What is needed: Set the data down again, word for word, as it appears below.

>>>

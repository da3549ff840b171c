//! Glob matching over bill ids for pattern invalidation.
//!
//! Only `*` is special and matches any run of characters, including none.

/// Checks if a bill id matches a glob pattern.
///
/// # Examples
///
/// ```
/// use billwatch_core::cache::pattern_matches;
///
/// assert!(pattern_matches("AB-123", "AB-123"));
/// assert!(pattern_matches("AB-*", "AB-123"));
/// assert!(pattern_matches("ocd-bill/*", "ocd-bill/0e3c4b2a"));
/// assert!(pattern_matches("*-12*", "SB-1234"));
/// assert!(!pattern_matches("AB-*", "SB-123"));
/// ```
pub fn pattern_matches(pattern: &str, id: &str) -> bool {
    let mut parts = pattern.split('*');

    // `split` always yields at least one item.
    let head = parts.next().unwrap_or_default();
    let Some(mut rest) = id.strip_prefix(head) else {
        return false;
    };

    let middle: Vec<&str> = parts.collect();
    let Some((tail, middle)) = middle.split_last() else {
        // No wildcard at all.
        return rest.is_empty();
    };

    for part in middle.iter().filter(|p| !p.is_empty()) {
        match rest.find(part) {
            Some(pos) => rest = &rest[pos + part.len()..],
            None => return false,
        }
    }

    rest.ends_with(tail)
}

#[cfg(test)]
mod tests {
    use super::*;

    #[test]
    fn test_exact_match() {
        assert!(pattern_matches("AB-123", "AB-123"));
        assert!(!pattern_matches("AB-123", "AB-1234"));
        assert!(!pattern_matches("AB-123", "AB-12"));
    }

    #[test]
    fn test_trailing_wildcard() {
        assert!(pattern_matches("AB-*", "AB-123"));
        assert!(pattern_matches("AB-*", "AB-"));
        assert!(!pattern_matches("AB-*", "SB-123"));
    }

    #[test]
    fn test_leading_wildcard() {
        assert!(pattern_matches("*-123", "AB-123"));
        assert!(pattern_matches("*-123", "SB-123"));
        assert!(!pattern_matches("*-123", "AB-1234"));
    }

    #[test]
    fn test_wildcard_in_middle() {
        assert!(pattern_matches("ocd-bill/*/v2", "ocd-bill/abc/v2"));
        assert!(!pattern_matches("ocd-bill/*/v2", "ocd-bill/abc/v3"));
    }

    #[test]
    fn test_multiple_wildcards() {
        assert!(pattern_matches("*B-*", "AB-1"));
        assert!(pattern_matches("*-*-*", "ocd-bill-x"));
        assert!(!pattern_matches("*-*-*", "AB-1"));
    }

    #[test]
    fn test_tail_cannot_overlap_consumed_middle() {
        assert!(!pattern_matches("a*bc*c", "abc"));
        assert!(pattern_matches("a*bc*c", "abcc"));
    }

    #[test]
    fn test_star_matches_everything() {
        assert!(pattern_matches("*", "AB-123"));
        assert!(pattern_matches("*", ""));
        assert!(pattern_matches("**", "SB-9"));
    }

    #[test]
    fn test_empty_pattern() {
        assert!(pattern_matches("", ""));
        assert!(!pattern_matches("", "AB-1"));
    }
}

<<<

Task solution:
repository da3549ff840b171c
//! Glob matching over bill ids for pattern invalidation.
//!
//! Only `*` is special and matches any run of characters, including none.

/// Checks if a bill id matches a glob pattern.
///
/// # Examples
///
/// ```
/// use billwatch_core::cache::pattern_matches;
///
/// assert!(pattern_matches("AB-123", "AB-123"));
/// assert!(pattern_matches("AB-*", "AB-123"));
/// assert!(pattern_matches("ocd-bill/*", "ocd-bill/0e3c4b2a"));
/// assert!(pattern_matches("*-12*", "SB-1234"));
/// assert!(!pattern_matches("AB-*", "SB-123"));
/// ```
pub fn pattern_matches(pattern: &str, id: &str) -> bool {
    let mut parts = pattern.split('*');

    // `split` always yields at least one item.
    let head = parts.next().unwrap_or_default();
    let Some(mut rest) = id.strip_prefix(head) else {
        return false;
    };

    let middle: Vec<&str> = parts.collect();
    let Some((tail, middle)) = middle.split_last() else {
        // No wildcard at all.
        return rest.is_empty();
    };

    for part in middle.iter().filter(|p| !p.is_empty()) {
        match rest.find(part) {
            Some(pos) => rest = &rest[pos + part.len()..],
            None => return false,
        }
    }

    rest.ends_with(tail)
}

#[cfg(test)]
mod tests {
    use super::*;

    #[test]
    fn test_exact_match() {
        assert!(pattern_matches("AB-123", "AB-123"));
        assert!(!pattern_matches("AB-123", "AB-1234"));
        assert!(!pattern_matches("AB-123", "AB-12"));
    }

    #[test]
    fn test_trailing_wildcard() {
        assert!(pattern_matches("AB-*", "AB-123"));
        assert!(pattern_matches("AB-*", "AB-"));
        assert!(!pattern_matches("AB-*", "SB-123"));
    }

    #[test]
    fn test_leading_wildcard() {
        assert!(pattern_matches("*-123", "AB-123"));
        assert!(pattern_matches("*-123", "SB-123"));
        assert!(!pattern_matches("*-123", "AB-1234"));
    }

    #[test]
    fn test_wildcard_in_middle() {
        assert!(pattern_matches("ocd-bill/*/v2", "ocd-bill/abc/v2"));
        assert!(!pattern_matches("ocd-bill/*/v2", "ocd-bill/abc/v3"));
    }

    #[test]
    fn test_multiple_wildcards() {
        assert!(pattern_matches("*B-*", "AB-1"));
        assert!(pattern_matches("*-*-*", "ocd-bill-x"));
        assert!(!pattern_matches("*-*-*", "AB-1"));
    }

    #[test]
    fn test_tail_cannot_overlap_consumed_middle() {
        assert!(!pattern_matches("a*bc*c", "abc"));
        assert!(pattern_matches("a*bc*c", "abcc"));
    }

    #[test]
    fn test_star_matches_everything() {
        assert!(pattern_matches("*", "AB-123"));
        assert!(pattern_matches("*", ""));
        assert!(pattern_matches("**", "SB-9"));
    }

    #[test]
    fn test_empty_pattern() {
        assert!(pattern_matches("", ""));
        assert!(!pattern_matches("", "AB-1"));
    }
}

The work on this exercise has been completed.